→ Work item:
Reproduce exactly, from the data that follows, the line with "Ok(Json(response))", the line with "#[derive(Debug, Clone, Copy)]", and every line that lies between them.

[Records from a collection]
—————
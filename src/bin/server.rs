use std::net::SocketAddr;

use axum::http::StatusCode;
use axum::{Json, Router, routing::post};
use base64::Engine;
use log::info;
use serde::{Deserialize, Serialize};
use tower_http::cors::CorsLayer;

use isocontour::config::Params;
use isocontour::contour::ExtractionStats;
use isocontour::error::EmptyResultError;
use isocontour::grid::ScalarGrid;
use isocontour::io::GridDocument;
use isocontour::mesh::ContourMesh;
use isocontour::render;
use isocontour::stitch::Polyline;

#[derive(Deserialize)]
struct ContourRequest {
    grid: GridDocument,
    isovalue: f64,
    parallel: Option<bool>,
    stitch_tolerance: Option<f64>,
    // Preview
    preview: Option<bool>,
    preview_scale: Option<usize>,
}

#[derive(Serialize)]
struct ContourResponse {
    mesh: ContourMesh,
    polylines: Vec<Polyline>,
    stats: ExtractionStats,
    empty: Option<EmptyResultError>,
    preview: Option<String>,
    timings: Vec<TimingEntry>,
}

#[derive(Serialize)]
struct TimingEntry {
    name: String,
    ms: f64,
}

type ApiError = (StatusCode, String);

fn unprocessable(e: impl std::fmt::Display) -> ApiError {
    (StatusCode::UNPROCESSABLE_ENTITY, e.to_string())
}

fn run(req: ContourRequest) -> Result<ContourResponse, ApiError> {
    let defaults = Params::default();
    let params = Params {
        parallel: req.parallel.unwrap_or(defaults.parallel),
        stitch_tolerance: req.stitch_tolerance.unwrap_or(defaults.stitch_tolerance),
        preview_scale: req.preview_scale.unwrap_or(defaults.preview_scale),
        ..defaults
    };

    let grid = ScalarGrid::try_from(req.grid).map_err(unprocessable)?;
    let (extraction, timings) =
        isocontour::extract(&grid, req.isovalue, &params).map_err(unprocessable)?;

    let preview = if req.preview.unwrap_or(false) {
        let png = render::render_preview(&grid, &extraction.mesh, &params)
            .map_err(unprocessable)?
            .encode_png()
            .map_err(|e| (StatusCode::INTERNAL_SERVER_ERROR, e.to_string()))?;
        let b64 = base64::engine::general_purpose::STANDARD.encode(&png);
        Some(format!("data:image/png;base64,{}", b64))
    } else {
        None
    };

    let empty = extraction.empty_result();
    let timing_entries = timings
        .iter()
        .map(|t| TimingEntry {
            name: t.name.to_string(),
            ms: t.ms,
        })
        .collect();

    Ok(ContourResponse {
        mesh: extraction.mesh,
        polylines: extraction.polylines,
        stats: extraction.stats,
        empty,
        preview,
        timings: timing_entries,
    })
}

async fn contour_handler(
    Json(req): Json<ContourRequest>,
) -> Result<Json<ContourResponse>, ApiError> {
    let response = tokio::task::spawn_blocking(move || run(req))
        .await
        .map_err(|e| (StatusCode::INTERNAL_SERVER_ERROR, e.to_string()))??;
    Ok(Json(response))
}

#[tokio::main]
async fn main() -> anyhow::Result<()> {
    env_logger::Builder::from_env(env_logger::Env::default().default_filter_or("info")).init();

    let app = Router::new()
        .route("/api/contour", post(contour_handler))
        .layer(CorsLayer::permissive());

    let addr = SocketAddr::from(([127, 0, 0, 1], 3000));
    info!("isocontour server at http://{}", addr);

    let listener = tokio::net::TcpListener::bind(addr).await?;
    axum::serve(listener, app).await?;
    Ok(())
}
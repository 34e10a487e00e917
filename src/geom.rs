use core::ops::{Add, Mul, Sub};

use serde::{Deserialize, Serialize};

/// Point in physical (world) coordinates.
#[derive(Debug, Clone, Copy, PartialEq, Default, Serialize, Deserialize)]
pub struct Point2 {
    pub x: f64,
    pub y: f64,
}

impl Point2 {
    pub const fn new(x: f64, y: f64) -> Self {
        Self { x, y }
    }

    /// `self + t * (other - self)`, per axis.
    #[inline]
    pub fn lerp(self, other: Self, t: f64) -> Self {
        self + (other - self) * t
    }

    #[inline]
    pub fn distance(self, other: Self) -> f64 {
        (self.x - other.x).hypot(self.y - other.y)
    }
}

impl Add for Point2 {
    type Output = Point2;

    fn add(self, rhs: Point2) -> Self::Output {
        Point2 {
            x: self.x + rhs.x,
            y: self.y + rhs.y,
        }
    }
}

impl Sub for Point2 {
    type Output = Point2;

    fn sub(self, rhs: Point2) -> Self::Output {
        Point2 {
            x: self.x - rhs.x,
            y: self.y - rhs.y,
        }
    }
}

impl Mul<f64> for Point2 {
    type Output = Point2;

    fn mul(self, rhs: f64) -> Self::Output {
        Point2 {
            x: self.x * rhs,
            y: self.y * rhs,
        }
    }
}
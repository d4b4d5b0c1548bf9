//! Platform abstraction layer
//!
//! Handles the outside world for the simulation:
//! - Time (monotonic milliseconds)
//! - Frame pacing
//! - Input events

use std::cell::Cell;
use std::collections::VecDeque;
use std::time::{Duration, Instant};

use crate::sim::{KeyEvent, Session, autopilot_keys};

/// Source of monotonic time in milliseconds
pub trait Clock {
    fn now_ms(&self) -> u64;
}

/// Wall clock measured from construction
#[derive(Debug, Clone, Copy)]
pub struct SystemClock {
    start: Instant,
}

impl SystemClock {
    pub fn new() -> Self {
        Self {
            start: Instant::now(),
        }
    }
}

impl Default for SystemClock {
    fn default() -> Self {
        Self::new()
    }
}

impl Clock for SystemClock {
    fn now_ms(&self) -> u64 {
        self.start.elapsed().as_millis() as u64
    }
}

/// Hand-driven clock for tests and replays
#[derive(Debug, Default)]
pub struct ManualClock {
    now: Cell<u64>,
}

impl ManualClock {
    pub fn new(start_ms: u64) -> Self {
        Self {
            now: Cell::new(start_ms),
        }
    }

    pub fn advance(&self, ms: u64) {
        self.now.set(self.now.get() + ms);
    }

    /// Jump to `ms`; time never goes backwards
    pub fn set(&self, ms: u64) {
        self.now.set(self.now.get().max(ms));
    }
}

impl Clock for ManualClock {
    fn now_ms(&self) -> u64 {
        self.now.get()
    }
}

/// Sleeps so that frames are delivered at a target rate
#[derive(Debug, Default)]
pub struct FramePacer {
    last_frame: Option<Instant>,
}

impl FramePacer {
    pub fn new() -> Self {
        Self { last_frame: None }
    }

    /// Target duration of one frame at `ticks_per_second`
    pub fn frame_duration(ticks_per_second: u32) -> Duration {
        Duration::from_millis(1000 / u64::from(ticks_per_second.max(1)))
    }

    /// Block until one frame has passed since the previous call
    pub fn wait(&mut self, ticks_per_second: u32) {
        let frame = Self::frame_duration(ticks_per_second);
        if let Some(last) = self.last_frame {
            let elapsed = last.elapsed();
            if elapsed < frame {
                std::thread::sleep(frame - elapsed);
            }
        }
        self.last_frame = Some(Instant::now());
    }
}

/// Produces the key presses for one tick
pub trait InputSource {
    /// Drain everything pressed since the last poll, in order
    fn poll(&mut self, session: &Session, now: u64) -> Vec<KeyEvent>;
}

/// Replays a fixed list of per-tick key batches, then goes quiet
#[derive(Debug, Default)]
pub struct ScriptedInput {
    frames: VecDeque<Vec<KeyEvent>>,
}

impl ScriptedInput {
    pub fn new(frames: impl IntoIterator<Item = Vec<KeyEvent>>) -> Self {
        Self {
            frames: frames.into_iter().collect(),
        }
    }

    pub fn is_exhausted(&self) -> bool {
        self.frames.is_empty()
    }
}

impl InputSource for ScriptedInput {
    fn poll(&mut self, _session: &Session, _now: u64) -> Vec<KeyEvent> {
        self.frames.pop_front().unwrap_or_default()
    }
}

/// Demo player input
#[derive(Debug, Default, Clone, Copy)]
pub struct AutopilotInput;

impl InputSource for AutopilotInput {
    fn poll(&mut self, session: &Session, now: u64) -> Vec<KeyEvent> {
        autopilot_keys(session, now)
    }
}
—————
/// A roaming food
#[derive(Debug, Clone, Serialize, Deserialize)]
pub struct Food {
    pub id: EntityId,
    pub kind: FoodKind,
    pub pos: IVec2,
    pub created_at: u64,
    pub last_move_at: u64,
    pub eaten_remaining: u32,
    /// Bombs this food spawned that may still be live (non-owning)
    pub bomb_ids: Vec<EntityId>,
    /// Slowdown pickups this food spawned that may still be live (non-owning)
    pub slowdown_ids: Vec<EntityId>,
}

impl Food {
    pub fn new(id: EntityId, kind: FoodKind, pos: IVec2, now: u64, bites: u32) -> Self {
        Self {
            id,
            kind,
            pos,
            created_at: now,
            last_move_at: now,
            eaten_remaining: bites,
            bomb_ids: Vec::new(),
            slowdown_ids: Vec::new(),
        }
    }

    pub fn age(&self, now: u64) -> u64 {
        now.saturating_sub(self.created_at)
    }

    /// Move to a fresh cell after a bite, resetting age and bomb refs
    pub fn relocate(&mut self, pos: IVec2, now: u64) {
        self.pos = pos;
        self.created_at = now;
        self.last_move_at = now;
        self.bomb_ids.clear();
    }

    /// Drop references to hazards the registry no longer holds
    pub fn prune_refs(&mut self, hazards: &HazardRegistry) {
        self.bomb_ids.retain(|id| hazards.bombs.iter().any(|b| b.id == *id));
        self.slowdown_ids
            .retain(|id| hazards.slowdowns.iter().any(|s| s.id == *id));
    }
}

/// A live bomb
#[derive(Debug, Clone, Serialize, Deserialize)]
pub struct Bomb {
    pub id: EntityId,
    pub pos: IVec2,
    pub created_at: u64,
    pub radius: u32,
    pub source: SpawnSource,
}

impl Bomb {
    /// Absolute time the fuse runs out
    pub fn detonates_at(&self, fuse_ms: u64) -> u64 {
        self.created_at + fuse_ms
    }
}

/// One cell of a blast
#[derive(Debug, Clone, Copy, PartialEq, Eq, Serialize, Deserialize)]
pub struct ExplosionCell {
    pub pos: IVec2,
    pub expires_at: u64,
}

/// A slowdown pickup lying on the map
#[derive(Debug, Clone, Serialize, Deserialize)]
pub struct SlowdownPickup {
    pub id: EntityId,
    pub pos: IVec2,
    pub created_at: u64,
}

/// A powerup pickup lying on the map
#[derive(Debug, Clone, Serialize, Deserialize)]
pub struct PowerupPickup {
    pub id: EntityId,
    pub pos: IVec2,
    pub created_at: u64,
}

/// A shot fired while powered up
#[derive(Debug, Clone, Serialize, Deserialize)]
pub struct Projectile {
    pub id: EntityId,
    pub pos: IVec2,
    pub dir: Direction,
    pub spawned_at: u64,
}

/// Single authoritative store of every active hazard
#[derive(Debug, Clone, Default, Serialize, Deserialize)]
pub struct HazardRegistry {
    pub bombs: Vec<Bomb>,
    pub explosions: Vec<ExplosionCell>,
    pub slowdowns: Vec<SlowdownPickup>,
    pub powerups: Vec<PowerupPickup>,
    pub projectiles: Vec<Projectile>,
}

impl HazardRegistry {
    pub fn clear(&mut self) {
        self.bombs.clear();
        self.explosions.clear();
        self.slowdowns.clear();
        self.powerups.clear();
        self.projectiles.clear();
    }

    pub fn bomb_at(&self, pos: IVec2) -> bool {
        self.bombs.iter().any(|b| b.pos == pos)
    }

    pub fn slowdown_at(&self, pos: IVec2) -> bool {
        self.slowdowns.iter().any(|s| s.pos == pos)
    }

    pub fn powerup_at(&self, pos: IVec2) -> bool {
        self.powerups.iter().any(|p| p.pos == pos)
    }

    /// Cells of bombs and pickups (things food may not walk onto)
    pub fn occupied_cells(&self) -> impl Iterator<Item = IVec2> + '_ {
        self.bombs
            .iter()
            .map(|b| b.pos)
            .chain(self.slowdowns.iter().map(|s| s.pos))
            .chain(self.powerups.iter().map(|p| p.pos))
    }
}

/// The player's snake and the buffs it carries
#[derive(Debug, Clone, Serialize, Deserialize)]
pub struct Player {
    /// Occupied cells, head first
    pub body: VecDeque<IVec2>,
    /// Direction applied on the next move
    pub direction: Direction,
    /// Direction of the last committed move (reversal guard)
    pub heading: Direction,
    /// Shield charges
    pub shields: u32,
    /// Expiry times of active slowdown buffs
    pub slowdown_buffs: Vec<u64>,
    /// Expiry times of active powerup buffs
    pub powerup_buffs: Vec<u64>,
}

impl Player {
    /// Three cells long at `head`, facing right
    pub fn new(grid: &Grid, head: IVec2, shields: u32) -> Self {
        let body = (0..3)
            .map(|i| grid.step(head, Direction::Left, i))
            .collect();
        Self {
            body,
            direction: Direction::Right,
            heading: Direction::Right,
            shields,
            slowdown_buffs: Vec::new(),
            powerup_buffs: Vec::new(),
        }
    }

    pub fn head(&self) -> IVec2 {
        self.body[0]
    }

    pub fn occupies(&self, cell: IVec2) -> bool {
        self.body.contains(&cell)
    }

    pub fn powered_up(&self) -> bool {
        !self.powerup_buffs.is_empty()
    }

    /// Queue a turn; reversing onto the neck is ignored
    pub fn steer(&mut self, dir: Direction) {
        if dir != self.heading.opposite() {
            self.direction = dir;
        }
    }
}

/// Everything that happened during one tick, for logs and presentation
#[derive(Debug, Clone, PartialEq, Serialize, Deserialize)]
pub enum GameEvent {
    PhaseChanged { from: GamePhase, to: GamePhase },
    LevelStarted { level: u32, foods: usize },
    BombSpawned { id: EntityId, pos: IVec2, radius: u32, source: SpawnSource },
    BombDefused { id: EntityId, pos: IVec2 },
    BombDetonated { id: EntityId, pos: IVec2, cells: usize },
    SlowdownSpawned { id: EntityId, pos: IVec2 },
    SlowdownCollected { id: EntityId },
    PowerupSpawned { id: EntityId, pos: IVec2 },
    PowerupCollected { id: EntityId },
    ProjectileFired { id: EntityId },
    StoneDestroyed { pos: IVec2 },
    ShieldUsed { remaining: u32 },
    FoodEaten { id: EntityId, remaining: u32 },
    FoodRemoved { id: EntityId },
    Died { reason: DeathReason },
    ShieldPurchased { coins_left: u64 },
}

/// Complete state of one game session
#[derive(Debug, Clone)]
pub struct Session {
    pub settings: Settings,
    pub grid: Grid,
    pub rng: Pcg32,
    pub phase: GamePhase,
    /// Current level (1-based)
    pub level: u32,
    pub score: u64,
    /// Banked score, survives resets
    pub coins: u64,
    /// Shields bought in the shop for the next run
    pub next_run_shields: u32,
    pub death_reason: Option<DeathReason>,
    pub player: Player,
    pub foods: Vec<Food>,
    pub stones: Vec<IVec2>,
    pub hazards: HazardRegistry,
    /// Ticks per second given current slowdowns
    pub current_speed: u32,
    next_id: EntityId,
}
—————
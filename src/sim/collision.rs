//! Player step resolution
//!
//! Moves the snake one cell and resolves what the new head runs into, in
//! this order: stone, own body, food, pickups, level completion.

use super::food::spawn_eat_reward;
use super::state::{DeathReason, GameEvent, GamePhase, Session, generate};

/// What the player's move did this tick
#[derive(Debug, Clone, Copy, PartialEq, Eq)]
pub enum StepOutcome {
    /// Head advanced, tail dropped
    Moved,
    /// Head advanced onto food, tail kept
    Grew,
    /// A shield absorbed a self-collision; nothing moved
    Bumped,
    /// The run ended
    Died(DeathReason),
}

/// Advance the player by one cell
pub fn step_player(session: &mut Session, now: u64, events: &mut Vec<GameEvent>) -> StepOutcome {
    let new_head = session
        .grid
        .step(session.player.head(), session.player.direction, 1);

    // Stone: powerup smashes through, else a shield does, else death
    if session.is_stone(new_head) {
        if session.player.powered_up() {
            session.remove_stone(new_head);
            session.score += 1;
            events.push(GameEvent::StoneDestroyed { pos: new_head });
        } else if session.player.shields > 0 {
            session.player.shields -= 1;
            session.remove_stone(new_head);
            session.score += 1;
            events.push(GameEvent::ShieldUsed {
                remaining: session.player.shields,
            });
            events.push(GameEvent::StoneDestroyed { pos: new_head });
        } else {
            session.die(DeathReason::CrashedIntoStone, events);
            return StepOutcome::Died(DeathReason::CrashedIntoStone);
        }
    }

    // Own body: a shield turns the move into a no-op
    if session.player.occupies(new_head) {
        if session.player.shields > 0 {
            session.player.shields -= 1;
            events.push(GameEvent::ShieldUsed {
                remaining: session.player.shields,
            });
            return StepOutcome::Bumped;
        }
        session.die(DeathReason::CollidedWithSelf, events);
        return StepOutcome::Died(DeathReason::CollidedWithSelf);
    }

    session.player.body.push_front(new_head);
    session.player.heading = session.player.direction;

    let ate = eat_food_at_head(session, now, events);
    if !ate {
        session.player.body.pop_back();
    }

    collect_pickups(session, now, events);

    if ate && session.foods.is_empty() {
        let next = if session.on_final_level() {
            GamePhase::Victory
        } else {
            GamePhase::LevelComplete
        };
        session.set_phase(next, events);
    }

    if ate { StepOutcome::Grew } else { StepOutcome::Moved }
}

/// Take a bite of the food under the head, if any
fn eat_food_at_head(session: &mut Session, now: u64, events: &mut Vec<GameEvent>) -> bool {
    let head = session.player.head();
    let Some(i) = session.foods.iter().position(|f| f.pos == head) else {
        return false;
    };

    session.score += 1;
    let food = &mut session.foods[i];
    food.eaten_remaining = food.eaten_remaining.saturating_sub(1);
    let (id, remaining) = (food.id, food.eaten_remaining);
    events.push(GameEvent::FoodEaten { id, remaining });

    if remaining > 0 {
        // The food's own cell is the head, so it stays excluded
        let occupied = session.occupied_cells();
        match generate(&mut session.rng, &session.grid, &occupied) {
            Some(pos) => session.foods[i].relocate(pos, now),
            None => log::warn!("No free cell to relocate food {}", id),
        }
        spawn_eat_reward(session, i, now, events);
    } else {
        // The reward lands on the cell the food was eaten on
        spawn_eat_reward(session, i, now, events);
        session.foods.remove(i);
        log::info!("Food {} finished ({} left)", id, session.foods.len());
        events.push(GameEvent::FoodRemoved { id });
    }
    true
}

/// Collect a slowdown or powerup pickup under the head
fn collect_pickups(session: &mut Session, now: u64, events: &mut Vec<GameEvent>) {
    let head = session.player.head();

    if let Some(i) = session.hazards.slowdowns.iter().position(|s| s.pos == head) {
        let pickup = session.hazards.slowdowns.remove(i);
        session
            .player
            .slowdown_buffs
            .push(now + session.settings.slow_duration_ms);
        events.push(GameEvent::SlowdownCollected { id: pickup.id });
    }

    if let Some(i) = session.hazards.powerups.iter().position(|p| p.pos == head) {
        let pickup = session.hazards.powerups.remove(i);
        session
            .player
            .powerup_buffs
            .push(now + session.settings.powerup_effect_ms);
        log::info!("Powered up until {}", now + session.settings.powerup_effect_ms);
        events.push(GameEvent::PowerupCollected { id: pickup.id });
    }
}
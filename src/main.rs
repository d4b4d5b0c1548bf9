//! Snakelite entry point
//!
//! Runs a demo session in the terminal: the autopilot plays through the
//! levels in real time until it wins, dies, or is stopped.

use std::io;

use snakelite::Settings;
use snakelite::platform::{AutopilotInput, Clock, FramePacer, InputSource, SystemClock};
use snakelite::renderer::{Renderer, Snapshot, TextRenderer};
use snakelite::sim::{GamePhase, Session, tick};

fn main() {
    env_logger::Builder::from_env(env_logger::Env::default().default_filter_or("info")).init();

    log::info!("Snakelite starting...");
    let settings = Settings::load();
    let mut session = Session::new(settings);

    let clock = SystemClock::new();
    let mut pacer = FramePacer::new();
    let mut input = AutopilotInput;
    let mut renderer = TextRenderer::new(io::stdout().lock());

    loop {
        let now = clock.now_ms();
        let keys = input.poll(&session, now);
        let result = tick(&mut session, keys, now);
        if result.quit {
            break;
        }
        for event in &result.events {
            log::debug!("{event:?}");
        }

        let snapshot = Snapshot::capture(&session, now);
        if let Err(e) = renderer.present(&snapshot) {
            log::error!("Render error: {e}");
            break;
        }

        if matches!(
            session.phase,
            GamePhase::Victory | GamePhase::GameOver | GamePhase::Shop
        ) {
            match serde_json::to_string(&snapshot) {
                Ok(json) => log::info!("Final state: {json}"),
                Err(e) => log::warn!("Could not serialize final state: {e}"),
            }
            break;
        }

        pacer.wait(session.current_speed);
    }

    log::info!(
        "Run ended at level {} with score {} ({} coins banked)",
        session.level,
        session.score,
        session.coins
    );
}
—————
→ Answer for this exercise:
    Ok(Json(response))
}

#[tokio::main]
async fn main() -> anyhow::Result<()> {
    env_logger::Builder::from_env(env_logger::Env::default().default_filter_or("info")).init();

    let app = Router::new()
        .route("/api/contour", post(contour_handler))
        .layer(CorsLayer::permissive());

    let addr = SocketAddr::from(([127, 0, 0, 1], 3000));
    info!("isocontour server at http://{}", addr);

    let listener = tokio::net::TcpListener::bind(addr).await?;
    axum::serve(listener, app).await?;
    Ok(())
}
repository 34e10a487e00e917
filename src/geom.rs
use core::ops::{Add, Mul, Sub};

use serde::{Deserialize, Serialize};

/// Point in physical (world) coordinates.
#[derive(Debug, Clone, Copy, PartialEq, Default, Serialize, Deserialize)]
pub struct Point2 {
    pub x: f64,
    pub y: f64,
}

impl Point2 {
    pub const fn new(x: f64, y: f64) -> Self {
        Self { x, y }
    }

    /// `self + t * (other - self)`, per axis.
    #[inline]
    pub fn lerp(self, other: Self, t: f64) -> Self {
        self + (other - self) * t
    }

    #[inline]
    pub fn distance(self, other: Self) -> f64 {
        (self.x - other.x).hypot(self.y - other.y)
    }
}

impl Add for Point2 {
    type Output = Point2;

    fn add(self, rhs: Point2) -> Self::Output {
        Point2 {
            x: self.x + rhs.x,
            y: self.y + rhs.y,
        }
    }
}

impl Sub for Point2 {
    type Output = Point2;

    fn sub(self, rhs: Point2) -> Self::Output {
        Point2 {
            x: self.x - rhs.x,
            y: self.y - rhs.y,
        }
    }
}

impl Mul<f64> for Point2 {
    type Output = Point2;

    fn mul(self, rhs: f64) -> Self::Output {
        Point2 {
            x: self.x * rhs,
            y: self.y * rhs,
        }
    }
}
repository d4b4d5b0c1548bf9
//! Platform abstraction layer
//!
//! Handles the outside world for the simulation:
//! - Time (monotonic milliseconds)
//! - Frame pacing
//! - Input events

use std::cell::Cell;
use std::collections::VecDeque;
use std::time::{Duration, Instant};

use crate::sim::{KeyEvent, Session, autopilot_keys};

/// Source of monotonic time in milliseconds
pub trait Clock {
    fn now_ms(&self) -> u64;
}

/// Wall clock measured from construction
#[derive(Debug, Clone, Copy)]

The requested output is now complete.